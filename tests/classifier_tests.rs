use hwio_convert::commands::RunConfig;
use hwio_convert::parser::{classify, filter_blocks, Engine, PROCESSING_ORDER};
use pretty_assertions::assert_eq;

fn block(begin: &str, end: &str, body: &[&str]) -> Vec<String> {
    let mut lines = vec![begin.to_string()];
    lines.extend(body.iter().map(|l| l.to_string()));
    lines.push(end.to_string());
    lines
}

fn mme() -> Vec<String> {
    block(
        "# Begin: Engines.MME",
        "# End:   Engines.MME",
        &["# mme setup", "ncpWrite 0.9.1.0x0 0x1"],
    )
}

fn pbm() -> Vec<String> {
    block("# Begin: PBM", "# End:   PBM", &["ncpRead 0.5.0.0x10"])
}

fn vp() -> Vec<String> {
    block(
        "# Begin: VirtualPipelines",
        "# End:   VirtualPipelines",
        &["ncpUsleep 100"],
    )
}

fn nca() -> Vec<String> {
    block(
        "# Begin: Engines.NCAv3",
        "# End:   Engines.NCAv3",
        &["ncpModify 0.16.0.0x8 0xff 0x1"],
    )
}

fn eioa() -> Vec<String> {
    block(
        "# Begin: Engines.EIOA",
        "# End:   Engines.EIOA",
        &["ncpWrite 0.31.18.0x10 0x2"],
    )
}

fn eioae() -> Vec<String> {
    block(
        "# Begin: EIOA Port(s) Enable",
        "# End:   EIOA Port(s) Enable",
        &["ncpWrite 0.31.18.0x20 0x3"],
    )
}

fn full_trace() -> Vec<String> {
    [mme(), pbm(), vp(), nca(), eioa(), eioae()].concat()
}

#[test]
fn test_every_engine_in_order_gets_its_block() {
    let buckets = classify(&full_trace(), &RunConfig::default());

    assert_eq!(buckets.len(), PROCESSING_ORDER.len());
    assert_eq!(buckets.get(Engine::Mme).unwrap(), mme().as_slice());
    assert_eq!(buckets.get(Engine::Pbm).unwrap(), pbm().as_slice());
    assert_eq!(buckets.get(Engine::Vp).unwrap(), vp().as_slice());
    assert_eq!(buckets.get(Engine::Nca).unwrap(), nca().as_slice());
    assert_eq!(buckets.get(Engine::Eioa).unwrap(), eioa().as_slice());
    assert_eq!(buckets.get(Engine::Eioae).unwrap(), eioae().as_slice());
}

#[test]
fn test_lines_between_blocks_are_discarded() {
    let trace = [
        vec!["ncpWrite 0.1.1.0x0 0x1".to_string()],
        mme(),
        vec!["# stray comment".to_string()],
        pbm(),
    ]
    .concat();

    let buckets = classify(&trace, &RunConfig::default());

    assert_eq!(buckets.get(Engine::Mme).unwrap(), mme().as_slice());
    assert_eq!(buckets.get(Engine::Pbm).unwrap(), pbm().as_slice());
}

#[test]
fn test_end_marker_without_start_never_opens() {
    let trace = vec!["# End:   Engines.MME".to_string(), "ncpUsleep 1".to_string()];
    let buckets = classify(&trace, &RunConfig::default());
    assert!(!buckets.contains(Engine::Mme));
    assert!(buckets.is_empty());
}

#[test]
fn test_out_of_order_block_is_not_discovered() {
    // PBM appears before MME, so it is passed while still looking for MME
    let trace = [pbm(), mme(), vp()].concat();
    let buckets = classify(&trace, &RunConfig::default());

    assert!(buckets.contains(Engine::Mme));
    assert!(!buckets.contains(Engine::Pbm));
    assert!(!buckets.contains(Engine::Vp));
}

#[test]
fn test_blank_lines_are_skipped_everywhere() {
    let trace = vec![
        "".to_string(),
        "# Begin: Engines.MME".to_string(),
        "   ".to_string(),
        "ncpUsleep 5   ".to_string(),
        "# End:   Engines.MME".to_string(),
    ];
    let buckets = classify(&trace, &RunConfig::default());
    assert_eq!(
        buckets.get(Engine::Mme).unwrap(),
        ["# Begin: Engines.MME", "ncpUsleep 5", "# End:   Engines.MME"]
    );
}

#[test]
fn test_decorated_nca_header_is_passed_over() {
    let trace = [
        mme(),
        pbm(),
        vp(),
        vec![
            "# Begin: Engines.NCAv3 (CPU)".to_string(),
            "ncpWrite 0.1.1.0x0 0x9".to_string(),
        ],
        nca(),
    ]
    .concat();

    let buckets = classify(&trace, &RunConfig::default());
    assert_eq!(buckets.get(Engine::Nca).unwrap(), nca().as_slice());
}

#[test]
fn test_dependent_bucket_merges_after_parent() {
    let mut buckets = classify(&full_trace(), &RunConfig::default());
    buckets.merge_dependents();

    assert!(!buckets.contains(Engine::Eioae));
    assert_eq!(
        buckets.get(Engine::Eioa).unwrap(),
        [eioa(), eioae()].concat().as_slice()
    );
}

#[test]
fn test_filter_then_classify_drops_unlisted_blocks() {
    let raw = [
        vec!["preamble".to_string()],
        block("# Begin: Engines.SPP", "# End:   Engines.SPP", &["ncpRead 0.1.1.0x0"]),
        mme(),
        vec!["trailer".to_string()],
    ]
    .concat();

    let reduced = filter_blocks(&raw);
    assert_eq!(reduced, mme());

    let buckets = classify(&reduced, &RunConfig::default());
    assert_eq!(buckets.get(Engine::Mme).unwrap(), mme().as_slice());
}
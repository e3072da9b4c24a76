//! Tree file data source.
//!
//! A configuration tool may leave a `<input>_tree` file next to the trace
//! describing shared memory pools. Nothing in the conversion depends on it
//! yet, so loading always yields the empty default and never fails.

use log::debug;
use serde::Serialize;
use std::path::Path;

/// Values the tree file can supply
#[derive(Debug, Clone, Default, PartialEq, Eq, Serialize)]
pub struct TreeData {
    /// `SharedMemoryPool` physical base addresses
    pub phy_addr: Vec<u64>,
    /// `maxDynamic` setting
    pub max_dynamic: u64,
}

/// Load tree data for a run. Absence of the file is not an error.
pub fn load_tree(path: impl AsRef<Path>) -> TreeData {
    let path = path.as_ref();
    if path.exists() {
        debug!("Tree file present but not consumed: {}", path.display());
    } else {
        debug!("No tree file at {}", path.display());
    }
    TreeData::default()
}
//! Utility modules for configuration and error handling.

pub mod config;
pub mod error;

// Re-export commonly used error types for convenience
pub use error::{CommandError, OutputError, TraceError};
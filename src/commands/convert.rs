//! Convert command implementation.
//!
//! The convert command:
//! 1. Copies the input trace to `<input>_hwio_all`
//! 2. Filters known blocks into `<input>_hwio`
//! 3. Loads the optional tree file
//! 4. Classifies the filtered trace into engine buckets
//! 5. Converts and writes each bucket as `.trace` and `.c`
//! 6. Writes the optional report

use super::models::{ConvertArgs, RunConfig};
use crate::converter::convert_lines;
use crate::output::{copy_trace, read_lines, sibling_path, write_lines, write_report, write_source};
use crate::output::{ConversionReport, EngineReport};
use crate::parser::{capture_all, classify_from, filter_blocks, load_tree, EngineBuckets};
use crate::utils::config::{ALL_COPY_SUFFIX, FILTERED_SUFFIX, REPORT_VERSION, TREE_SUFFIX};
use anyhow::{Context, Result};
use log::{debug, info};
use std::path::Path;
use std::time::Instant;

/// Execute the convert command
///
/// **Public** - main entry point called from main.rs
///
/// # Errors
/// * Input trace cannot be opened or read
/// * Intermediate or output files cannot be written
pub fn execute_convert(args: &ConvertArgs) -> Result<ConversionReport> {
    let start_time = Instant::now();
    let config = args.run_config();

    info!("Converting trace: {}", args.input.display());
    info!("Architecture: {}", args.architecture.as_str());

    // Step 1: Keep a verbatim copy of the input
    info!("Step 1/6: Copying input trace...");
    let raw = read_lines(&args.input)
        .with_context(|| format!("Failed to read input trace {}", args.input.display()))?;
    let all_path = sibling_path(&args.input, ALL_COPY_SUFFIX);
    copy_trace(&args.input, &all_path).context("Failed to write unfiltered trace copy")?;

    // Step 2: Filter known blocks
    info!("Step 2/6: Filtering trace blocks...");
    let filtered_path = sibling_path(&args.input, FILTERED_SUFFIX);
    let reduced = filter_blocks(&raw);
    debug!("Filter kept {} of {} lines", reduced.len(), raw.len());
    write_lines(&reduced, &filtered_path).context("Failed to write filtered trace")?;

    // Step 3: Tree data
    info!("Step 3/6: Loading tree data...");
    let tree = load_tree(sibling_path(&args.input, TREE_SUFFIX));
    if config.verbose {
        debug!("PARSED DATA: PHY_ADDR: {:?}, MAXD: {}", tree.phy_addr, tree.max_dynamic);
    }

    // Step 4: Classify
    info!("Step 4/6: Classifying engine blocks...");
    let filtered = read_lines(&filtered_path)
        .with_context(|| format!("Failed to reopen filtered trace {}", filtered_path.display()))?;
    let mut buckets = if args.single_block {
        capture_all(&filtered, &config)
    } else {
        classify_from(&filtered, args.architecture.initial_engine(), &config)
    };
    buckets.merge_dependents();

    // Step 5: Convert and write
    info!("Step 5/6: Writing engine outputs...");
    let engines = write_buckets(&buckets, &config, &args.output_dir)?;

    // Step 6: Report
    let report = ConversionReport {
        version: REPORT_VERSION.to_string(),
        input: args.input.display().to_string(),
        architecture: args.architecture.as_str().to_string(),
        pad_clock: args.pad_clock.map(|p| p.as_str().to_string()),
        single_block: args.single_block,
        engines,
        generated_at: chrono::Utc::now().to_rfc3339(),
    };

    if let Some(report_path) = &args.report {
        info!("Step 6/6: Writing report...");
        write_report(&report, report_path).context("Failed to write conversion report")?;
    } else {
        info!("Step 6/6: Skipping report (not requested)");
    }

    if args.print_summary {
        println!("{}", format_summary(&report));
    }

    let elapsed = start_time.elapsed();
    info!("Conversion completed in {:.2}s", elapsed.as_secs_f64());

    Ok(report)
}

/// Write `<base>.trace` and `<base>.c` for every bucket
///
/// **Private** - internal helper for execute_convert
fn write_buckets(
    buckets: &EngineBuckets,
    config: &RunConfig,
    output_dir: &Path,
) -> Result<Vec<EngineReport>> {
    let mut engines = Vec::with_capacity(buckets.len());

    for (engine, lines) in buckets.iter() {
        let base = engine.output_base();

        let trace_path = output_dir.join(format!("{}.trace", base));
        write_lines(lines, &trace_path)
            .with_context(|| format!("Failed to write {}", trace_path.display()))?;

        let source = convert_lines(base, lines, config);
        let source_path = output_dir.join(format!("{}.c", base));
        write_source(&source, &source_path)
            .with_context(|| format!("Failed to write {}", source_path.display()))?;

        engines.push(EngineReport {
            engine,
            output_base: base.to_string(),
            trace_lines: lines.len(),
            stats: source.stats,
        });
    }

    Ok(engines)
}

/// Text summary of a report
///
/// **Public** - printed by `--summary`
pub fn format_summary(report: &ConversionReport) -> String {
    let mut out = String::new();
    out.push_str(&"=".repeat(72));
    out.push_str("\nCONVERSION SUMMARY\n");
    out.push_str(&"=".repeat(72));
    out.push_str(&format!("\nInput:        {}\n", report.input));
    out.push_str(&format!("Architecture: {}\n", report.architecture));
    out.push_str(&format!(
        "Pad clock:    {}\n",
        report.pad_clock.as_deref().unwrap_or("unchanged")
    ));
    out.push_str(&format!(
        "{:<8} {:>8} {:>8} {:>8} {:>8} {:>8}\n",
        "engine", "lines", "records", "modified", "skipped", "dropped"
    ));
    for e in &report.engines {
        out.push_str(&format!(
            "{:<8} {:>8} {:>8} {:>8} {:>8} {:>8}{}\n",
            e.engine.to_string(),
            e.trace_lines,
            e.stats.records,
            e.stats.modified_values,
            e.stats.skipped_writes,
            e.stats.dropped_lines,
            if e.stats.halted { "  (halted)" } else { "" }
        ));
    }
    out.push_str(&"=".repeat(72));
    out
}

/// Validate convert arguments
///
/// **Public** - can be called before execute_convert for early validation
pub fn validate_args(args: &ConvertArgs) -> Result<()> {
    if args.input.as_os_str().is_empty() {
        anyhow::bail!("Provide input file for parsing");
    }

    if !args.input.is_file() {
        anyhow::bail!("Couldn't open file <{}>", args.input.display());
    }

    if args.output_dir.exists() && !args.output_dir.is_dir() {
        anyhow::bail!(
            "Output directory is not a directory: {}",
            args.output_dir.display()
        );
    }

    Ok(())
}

==============================

# YOUR INSTRUCTIONS:
Go through the material above and copy each line that holds the string "elapsed".

# ANSWER:
    let elapsed = start_time.elapsed();
    info!("Conversion completed in {:.2}s", elapsed.as_secs_f64());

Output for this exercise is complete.